The role of aberrant expression of MAD2 in cellular drug resistance to chemotherapeutic agents has been studied extensively in cell culture models.11 However, there are few published studies on human clinical cancer specimens. Herein, we report a study of 85 cases of resected ovarian carcinoma with MAD2 immunohistochemistry. In addition, we performed immunohistochemistry of p53, which is known to be a factor related to high-grade tumor in ovarian carcinoma.
The aims of the current study were to examine the expression of MAD2 and p53 in various types of ovarian carcinoma and to assess the relationships of MAD2 and p53 expression using immunohistochemistry with many clinicopathological variables including progression-free survival (PFS) in patients who received taxane-based chemotherapy.
Patients and histopathological data
A total of 85 cases of ovarian carcinoma were analyzed in this study. All samples were obtained from patients undergoing laparotomy for ovarian carcinoma between 2007 and 2012.

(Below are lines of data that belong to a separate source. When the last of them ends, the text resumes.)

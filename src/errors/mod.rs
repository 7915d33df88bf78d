// Errors layer - Error type definitions

pub mod domain;

// Re-exports for convenience
pub use domain::{DomainError, IntegrityRule};

#[cfg(test)]
mod domain_test;
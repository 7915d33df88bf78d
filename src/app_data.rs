use std::sync::Arc;

use crate::ability::AbilityEngine;
use crate::audit::AuditRecorder;
use crate::config::StoreSettings;
use crate::errors::DomainError;
use crate::integrity::IntegrityEnforcer;
use crate::stores::{EntityStore, JsonFileAdapter, PersistenceAdapter};

/// Centralized application data following the main-owned stores pattern
///
/// All components are created once in main.rs and shared from there.
///
/// # Architecture
///
/// ```text
/// main.rs
///   ↓
/// AppData::init()
///   ↓ creates once
///   ├─ persistence (Arc<dyn PersistenceAdapter>)
///   ├─ audit (Arc<AuditRecorder>)
///   ├─ entity_store (Arc<EntityStore>)
///   └─ abilities (Arc<AbilityEngine>)
/// ```
pub struct AppData {
    pub settings: StoreSettings,
    pub audit: Arc<AuditRecorder>,
    pub entity_store: Arc<EntityStore>,
    pub abilities: Arc<AbilityEngine>,
}

impl AppData {
    /// Initialize all application data against the on-disk snapshot store
    ///
    /// # Errors
    ///
    /// Returns `DomainError` when the data directory cannot be prepared,
    /// a collection fails to load, or the loaded state violates the
    /// referential rules.
    pub fn init(settings: StoreSettings) -> Result<Self, DomainError> {
        let adapter = JsonFileAdapter::new(&settings.data_dir)?;
        Self::with_adapter(settings, Arc::new(adapter))
    }

    /// Initialize against an explicit adapter (tests, alternate backends)
    pub fn with_adapter(
        settings: StoreSettings,
        persistence: Arc<dyn PersistenceAdapter>,
    ) -> Result<Self, DomainError> {
        tracing::info!(data_dir = %settings.data_dir.display(), "Initializing AppData...");

        // Order matters: the recorder first, the store appends to it
        let audit = Arc::new(AuditRecorder::load(Arc::clone(&persistence))?);
        let entity_store = Arc::new(EntityStore::load(
            persistence,
            Arc::clone(&audit),
            IntegrityEnforcer::new(),
        )?);
        let abilities = Arc::new(AbilityEngine::new(Arc::clone(&entity_store)));

        tracing::info!("AppData initialization complete");
        Ok(Self {
            settings,
            audit,
            entity_store,
            abilities,
        })
    }
}
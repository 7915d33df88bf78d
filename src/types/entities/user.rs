use std::fmt;

use chrono::{DateTime, Utc};
use serde::{Deserialize, Serialize};

/// Account status of a user
#[derive(Debug, Clone, Copy, PartialEq, Eq, Serialize, Deserialize)]
#[serde(rename_all = "lowercase")]
pub enum UserStatus {
    Active,
    Inactive,
    Suspended,
}

impl UserStatus {
    pub fn as_str(&self) -> &'static str {
        match self {
            Self::Active => "active",
            Self::Inactive => "inactive",
            Self::Suspended => "suspended",
        }
    }
}

impl fmt::Display for UserStatus {
    fn fmt(&self, f: &mut fmt::Formatter<'_>) -> fmt::Result {
        write!(f, "{}", self.as_str())
    }
}

/// User entity
///
/// `username` is unique and immutable after creation; `role_id` must
/// reference an existing role at all times (enforced by the integrity layer).
#[derive(Debug, Clone, PartialEq, Serialize, Deserialize)]
pub struct User {
    pub id: String,
    pub username: String,
    pub email: String,
    pub full_name: String,
    pub role_id: String,
    pub status: UserStatus,
    pub created_at: DateTime<Utc>,
    pub last_login: Option<DateTime<Utc>>,
}

/// Input for creating a user
///
/// The store assigns `id`, `created_at`, and a null `last_login`.
#[derive(Debug, Clone)]
pub struct NewUser {
    pub username: String,
    pub email: String,
    pub full_name: String,
    pub role_id: String,
    pub status: UserStatus,
}

/// Partial update for a user
///
/// Carries no `username` field: the username is not updatable after creation.
#[derive(Debug, Clone, Default)]
pub struct UserPatch {
    pub email: Option<String>,
    pub full_name: Option<String>,
    pub role_id: Option<String>,
    pub status: Option<UserStatus>,
}
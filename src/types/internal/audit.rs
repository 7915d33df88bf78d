use std::collections::BTreeSet;
use std::fmt;

use chrono::{DateTime, Utc};
use serde::{Deserialize, Serialize};

/// Kinds of audited actions
#[derive(Debug, Clone, PartialEq, Eq, Serialize, Deserialize)]
#[serde(rename_all = "snake_case")]
pub enum AuditAction {
    Create,
    Update,
    Delete,
    Login,
    RoleChange,
    Custom(String),
}

impl AuditAction {
    /// String representation stored and exported with each entry
    pub fn as_str(&self) -> &str {
        match self {
            Self::Create => "create",
            Self::Update => "update",
            Self::Delete => "delete",
            Self::Login => "login",
            Self::RoleChange => "role_change",
            Self::Custom(s) => s.as_str(),
        }
    }
}

impl fmt::Display for AuditAction {
    fn fmt(&self, f: &mut fmt::Formatter<'_>) -> fmt::Result {
        write!(f, "{}", self.as_str())
    }
}

impl From<&str> for AuditAction {
    fn from(s: &str) -> Self {
        AuditAction::Custom(s.to_string())
    }
}

/// Entity type an audit entry refers to
#[derive(Debug, Clone, Copy, PartialEq, Eq, Serialize, Deserialize)]
#[serde(rename_all = "snake_case")]
pub enum EntityKind {
    User,
    Role,
    Permission,
    RolePermission,
}

impl EntityKind {
    pub fn as_str(&self) -> &'static str {
        match self {
            Self::User => "user",
            Self::Role => "role",
            Self::Permission => "permission",
            Self::RolePermission => "role_permission",
        }
    }
}

impl fmt::Display for EntityKind {
    fn fmt(&self, f: &mut fmt::Formatter<'_>) -> fmt::Result {
        write!(f, "{}", self.as_str())
    }
}

/// Immutable audit record for one committed mutation
///
/// Appended by the audit recorder, which assigns `id` and `timestamp`; never
/// mutated or deleted afterwards. `before`/`after` hold JSON snapshots of the
/// affected entity (absent for pure creations/deletions respectively).
#[derive(Debug, Clone, PartialEq, Serialize, Deserialize)]
pub struct AuditEntry {
    pub id: String,
    pub timestamp: DateTime<Utc>,
    pub actor_id: String,
    pub actor_name: String,
    pub action: AuditAction,
    pub entity_kind: EntityKind,
    pub entity_id: String,
    pub entity_name: String,
    #[serde(default)]
    pub before: Option<serde_json::Value>,
    #[serde(default)]
    pub after: Option<serde_json::Value>,
    #[serde(default)]
    pub reason: Option<String>,
}

impl AuditEntry {
    /// Human-readable one-line summary of the change, used in exports
    pub fn summary(&self) -> String {
        match &self.action {
            AuditAction::Create => {
                format!("created {} '{}'", self.entity_kind, self.entity_name)
            }
            AuditAction::Delete => {
                format!("deleted {} '{}'", self.entity_kind, self.entity_name)
            }
            AuditAction::Update => {
                let fields = changed_fields(self.before.as_ref(), self.after.as_ref());
                if fields.is_empty() {
                    format!("updated {} '{}'", self.entity_kind, self.entity_name)
                } else {
                    format!(
                        "updated {} '{}' ({})",
                        self.entity_kind,
                        self.entity_name,
                        fields.join(", ")
                    )
                }
            }
            AuditAction::Login => format!("user '{}' logged in", self.entity_name),
            AuditAction::RoleChange => {
                format!("replaced permission set of role '{}'", self.entity_name)
            }
            AuditAction::Custom(s) => {
                format!("{} {} '{}'", s, self.entity_kind, self.entity_name)
            }
        }
    }
}

/// Names of top-level fields whose values differ between two JSON snapshots
///
/// Union of keys from both objects, sorted for stable output. Non-object
/// payloads yield an empty list.
pub fn changed_fields(
    before: Option<&serde_json::Value>,
    after: Option<&serde_json::Value>,
) -> Vec<String> {
    let (Some(serde_json::Value::Object(before)), Some(serde_json::Value::Object(after))) =
        (before, after)
    else {
        return Vec::new();
    };
    let keys: BTreeSet<&String> = before.keys().chain(after.keys()).collect();
    keys.into_iter()
        .filter(|k| before.get(*k) != after.get(*k))
        .cloned()
        .collect()
}

#[cfg(test)]
mod tests {
    use super::*;
    use serde_json::json;

    fn entry(action: AuditAction) -> AuditEntry {
        AuditEntry {
            id: "a1".to_string(),
            timestamp: Utc::now(),
            actor_id: "u1".to_string(),
            actor_name: "Alice".to_string(),
            action,
            entity_kind: EntityKind::User,
            entity_id: "u2".to_string(),
            entity_name: "bob".to_string(),
            before: None,
            after: None,
            reason: None,
        }
    }

    #[test]
    fn changed_fields_diffs_top_level_keys() {
        let before = json!({"email": "a@x", "status": "active", "full_name": "Bob"});
        let after = json!({"email": "b@x", "status": "active", "full_name": "Bob"});
        assert_eq!(changed_fields(Some(&before), Some(&after)), vec!["email"]);
    }

    #[test]
    fn changed_fields_handles_missing_payloads() {
        assert!(changed_fields(None, Some(&json!({"a": 1}))).is_empty());
        assert!(changed_fields(None, None).is_empty());
    }

    #[test]
    fn update_summary_names_changed_fields() {
        let mut e = entry(AuditAction::Update);
        e.before = Some(json!({"email": "a@x", "status": "active"}));
        e.after = Some(json!({"email": "b@x", "status": "suspended"}));
        assert_eq!(e.summary(), "updated user 'bob' (email, status)");
    }

    #[test]
    fn create_summary_is_terse() {
        assert_eq!(entry(AuditAction::Create).summary(), "created user 'bob'");
    }
}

For histologic examination, formalin-fixed and paraffin-embedded (FFPE) tumor sections obtained from resected specimens, including serous carcinoma (n=44), mucinous carcinoma (n=19), endometrioid carcinoma (n=10), clear cell carcinoma (n=10), and transitional cell carcinoma (n=2), were cut and stained with hematoxylin and eosin. Two experienced gynecologic pathologists interpreted all tumor sections and independently assessed the histologic diagnosis and grading. Nuclear grade was evaluated according to the MD Anderson Cancer Center (MDACC) binary grading system in serous and endometrioid carcinoma.12 All ovarian carcinomas were classified as type I or type II according to a new model for pathogenesis of ovarian cancer, based on recently proposed clinical, pathological, and molecular genetic studies.13 For each case, clinical variables such as age, stage, follow-up period, type of debulking surgery, existence of tumor relapse, and chemotherapeutic agents used were collected retrospectively. Stage was reevaluated according to the seventh edition of American Joint Committee on Cancer (AJCC) guidelines, and follow-up period was estimated from the date of the debulking surgery to the date of death from disease progression. Deaths from causes other than disease progression and non-relapsing patients at the date of final contact were censored. Optimal debulking was defined as no residual tumor greater than 1 cm in diameter, and suboptimal debulking was defined as the presence of a residual tumor with a diameter greater than 1 cm. Tumor relapse was defined as a radiological or pathological diagnosis of recurrent disease after surgery. All patients, excepting 7 cases of stage Ia mucinous carcinoma and 7 cases of serous carcinoma who refused adjuvant treatment or whose data was lost just after the surgery, received adjuvant combination chemotherapy of carboplatin with paclitaxel.
Immunohistochemistry
Immunohistochemical studies were performed on FFPE tumor sections using the Ventana Benchmark XT immunostainer (Roche, Tucson, AZ, USA) autosomal platform system. Anti-MAD2 antibody (BD Transduction Laboratories, Franklin Lakes, NJ, USA) was diluted to 1:100. Immunohistochemistry (IHC) of p53 was also performed using the same protocol but with Dako monoclonal mouse p53 protein.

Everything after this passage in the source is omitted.